**DATASET CONTENT:**
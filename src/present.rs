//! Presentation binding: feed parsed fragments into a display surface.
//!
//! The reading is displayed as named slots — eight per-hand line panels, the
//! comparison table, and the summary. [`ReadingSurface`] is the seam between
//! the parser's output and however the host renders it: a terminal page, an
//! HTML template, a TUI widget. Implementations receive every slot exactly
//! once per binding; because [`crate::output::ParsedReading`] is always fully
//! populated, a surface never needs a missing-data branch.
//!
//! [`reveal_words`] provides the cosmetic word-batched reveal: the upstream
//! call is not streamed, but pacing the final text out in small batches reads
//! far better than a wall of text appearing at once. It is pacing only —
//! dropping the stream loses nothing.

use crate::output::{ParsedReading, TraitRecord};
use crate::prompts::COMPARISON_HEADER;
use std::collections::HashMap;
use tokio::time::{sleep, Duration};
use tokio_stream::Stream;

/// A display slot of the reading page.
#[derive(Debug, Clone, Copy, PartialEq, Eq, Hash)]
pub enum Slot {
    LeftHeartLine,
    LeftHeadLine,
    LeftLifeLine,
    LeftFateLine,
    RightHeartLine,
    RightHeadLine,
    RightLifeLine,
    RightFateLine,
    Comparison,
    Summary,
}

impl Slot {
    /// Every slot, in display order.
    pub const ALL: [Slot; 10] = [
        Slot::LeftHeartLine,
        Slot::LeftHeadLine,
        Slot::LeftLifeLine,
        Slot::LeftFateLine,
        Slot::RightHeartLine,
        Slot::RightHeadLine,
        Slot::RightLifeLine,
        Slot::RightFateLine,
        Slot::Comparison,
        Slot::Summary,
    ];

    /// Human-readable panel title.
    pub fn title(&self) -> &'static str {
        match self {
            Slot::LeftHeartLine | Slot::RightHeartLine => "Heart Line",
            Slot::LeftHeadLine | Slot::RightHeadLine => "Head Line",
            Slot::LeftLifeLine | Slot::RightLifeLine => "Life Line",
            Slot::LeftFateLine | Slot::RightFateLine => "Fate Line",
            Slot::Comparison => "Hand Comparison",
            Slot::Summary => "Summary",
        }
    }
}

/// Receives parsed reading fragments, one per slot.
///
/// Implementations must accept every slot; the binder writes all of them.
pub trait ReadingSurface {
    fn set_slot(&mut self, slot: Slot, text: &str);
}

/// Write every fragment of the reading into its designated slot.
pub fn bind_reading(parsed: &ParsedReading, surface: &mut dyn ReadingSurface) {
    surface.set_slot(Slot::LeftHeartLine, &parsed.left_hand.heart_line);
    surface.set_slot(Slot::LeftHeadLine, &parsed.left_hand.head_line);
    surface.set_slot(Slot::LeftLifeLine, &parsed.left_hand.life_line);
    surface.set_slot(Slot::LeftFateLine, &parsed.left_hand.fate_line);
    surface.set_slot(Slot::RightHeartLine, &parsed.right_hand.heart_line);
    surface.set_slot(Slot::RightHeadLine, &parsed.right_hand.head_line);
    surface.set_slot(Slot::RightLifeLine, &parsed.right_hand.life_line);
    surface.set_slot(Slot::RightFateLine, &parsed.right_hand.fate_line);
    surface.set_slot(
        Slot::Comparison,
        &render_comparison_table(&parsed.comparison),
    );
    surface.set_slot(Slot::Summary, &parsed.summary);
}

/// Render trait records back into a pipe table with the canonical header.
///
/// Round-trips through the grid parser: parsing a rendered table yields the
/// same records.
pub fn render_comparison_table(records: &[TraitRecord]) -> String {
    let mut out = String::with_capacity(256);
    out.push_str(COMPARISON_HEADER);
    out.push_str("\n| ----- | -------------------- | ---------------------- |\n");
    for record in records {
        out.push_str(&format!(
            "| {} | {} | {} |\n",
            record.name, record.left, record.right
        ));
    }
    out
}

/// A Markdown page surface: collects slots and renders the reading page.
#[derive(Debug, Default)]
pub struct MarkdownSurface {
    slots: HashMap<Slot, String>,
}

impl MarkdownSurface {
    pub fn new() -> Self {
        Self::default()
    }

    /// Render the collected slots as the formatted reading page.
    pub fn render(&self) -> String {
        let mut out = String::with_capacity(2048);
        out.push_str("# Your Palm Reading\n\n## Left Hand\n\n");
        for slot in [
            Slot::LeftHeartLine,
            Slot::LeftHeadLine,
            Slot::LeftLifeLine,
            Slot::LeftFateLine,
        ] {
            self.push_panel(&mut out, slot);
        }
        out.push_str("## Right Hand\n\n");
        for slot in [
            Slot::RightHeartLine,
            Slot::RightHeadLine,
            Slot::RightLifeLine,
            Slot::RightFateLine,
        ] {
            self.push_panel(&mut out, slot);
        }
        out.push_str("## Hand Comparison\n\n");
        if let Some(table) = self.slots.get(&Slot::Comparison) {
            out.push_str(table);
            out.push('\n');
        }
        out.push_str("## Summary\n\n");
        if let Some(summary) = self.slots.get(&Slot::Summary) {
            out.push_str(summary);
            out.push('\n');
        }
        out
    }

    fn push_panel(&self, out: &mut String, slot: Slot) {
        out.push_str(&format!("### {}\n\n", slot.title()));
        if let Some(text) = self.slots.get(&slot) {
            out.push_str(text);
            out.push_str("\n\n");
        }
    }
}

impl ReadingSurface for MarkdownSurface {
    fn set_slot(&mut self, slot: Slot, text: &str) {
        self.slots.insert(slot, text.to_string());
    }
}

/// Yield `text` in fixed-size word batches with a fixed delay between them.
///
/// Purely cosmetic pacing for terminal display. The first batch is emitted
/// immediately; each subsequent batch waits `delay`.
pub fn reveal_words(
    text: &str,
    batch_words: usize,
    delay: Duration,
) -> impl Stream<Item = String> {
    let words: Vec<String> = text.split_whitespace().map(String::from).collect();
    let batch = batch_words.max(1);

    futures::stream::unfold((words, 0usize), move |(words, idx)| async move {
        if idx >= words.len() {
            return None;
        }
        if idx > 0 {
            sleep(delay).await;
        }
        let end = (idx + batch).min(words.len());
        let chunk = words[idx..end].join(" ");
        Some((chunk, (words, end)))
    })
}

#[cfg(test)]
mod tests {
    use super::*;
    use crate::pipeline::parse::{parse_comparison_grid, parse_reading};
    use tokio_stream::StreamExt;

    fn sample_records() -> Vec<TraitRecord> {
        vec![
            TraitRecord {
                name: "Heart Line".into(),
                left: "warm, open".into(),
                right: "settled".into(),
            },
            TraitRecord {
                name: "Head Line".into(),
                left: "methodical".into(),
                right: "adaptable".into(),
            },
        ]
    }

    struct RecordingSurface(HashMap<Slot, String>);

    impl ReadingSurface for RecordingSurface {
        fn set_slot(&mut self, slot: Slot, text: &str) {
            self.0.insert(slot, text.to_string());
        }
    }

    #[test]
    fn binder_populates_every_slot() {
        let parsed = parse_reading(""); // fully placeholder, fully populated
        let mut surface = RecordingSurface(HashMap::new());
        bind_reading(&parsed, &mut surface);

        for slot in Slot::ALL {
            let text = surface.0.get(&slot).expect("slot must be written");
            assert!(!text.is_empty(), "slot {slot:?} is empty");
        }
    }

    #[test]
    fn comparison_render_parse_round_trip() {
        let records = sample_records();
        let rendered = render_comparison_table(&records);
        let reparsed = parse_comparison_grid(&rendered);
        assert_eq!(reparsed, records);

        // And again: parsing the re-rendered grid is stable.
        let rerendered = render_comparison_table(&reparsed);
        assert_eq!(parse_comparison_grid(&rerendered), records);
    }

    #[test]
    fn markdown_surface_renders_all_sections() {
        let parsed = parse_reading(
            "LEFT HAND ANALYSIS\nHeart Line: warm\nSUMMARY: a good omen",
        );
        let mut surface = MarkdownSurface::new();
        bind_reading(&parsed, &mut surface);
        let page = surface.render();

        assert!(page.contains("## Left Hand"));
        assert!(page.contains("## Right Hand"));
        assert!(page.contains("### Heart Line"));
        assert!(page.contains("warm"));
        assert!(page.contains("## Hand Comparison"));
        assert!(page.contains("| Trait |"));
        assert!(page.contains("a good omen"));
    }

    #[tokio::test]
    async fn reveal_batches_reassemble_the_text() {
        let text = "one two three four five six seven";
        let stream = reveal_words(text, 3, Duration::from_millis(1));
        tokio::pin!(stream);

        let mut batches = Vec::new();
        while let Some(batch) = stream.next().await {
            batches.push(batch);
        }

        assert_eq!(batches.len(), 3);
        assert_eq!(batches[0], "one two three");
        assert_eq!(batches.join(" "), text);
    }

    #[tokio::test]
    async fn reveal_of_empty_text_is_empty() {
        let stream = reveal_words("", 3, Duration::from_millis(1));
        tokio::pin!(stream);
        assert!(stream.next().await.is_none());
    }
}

...

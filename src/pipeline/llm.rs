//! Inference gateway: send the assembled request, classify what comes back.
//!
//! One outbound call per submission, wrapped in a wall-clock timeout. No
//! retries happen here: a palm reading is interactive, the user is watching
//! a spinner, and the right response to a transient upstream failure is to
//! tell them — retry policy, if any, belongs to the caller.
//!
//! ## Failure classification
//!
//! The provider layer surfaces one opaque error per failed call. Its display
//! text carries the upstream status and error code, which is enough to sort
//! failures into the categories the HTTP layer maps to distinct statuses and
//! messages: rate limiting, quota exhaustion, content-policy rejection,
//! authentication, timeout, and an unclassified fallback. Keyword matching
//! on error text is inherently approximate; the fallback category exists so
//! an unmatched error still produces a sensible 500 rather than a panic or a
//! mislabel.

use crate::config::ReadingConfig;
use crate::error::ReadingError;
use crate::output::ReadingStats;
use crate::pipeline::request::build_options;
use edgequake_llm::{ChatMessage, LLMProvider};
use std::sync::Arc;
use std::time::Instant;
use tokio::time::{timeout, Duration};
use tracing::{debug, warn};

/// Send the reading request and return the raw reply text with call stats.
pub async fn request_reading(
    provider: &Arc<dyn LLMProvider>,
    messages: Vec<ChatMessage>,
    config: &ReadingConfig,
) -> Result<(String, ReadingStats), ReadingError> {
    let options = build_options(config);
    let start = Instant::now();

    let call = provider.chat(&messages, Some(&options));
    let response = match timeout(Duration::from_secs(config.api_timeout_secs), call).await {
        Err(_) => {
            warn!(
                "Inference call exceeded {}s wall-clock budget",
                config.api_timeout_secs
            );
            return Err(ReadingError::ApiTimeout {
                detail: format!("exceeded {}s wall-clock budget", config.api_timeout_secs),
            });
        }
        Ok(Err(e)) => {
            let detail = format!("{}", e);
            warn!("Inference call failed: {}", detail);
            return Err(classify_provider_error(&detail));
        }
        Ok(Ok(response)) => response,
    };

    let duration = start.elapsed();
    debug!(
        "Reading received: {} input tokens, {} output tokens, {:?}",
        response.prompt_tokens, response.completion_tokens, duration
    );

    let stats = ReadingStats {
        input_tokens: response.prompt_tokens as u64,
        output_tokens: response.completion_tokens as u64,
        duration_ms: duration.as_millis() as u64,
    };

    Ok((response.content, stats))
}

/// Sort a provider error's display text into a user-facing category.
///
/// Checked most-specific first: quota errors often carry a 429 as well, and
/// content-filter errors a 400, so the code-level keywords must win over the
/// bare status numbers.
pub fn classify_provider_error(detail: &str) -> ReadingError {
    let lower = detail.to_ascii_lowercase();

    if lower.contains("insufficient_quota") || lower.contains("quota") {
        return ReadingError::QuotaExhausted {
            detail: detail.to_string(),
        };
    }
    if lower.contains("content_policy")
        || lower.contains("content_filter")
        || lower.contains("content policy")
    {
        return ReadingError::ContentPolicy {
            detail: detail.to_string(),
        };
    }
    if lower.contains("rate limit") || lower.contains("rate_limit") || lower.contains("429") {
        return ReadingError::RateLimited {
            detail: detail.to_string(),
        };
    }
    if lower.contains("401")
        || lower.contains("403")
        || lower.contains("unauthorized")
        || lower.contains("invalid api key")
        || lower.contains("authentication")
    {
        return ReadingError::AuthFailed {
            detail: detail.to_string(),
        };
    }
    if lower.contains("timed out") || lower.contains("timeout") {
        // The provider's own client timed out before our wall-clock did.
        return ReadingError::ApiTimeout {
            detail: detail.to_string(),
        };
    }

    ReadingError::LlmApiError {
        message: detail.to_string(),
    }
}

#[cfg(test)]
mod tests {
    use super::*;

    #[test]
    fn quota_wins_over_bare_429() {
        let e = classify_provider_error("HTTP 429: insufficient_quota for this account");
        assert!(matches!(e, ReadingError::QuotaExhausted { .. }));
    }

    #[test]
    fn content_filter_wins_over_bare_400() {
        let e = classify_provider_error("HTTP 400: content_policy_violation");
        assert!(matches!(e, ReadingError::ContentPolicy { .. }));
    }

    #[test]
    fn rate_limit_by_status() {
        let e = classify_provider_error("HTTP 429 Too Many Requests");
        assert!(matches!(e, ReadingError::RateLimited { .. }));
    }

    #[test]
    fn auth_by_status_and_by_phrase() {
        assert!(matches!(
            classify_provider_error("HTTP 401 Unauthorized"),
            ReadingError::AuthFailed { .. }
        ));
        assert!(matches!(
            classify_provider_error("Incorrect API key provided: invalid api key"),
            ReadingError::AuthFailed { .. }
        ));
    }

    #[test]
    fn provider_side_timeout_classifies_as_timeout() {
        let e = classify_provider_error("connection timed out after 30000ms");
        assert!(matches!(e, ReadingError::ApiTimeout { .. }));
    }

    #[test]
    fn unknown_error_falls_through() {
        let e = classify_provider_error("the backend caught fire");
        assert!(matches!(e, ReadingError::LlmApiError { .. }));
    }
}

**TASK GOAL:** In the listing above, find each line containing "timed" and copy it.

**EXERCISE ANSWER:**
    if lower.contains("timed out") || lower.contains("timeout") {
        // The provider's own client timed out before our wall-clock did.
        let e = classify_provider_error("connection timed out after 30000ms");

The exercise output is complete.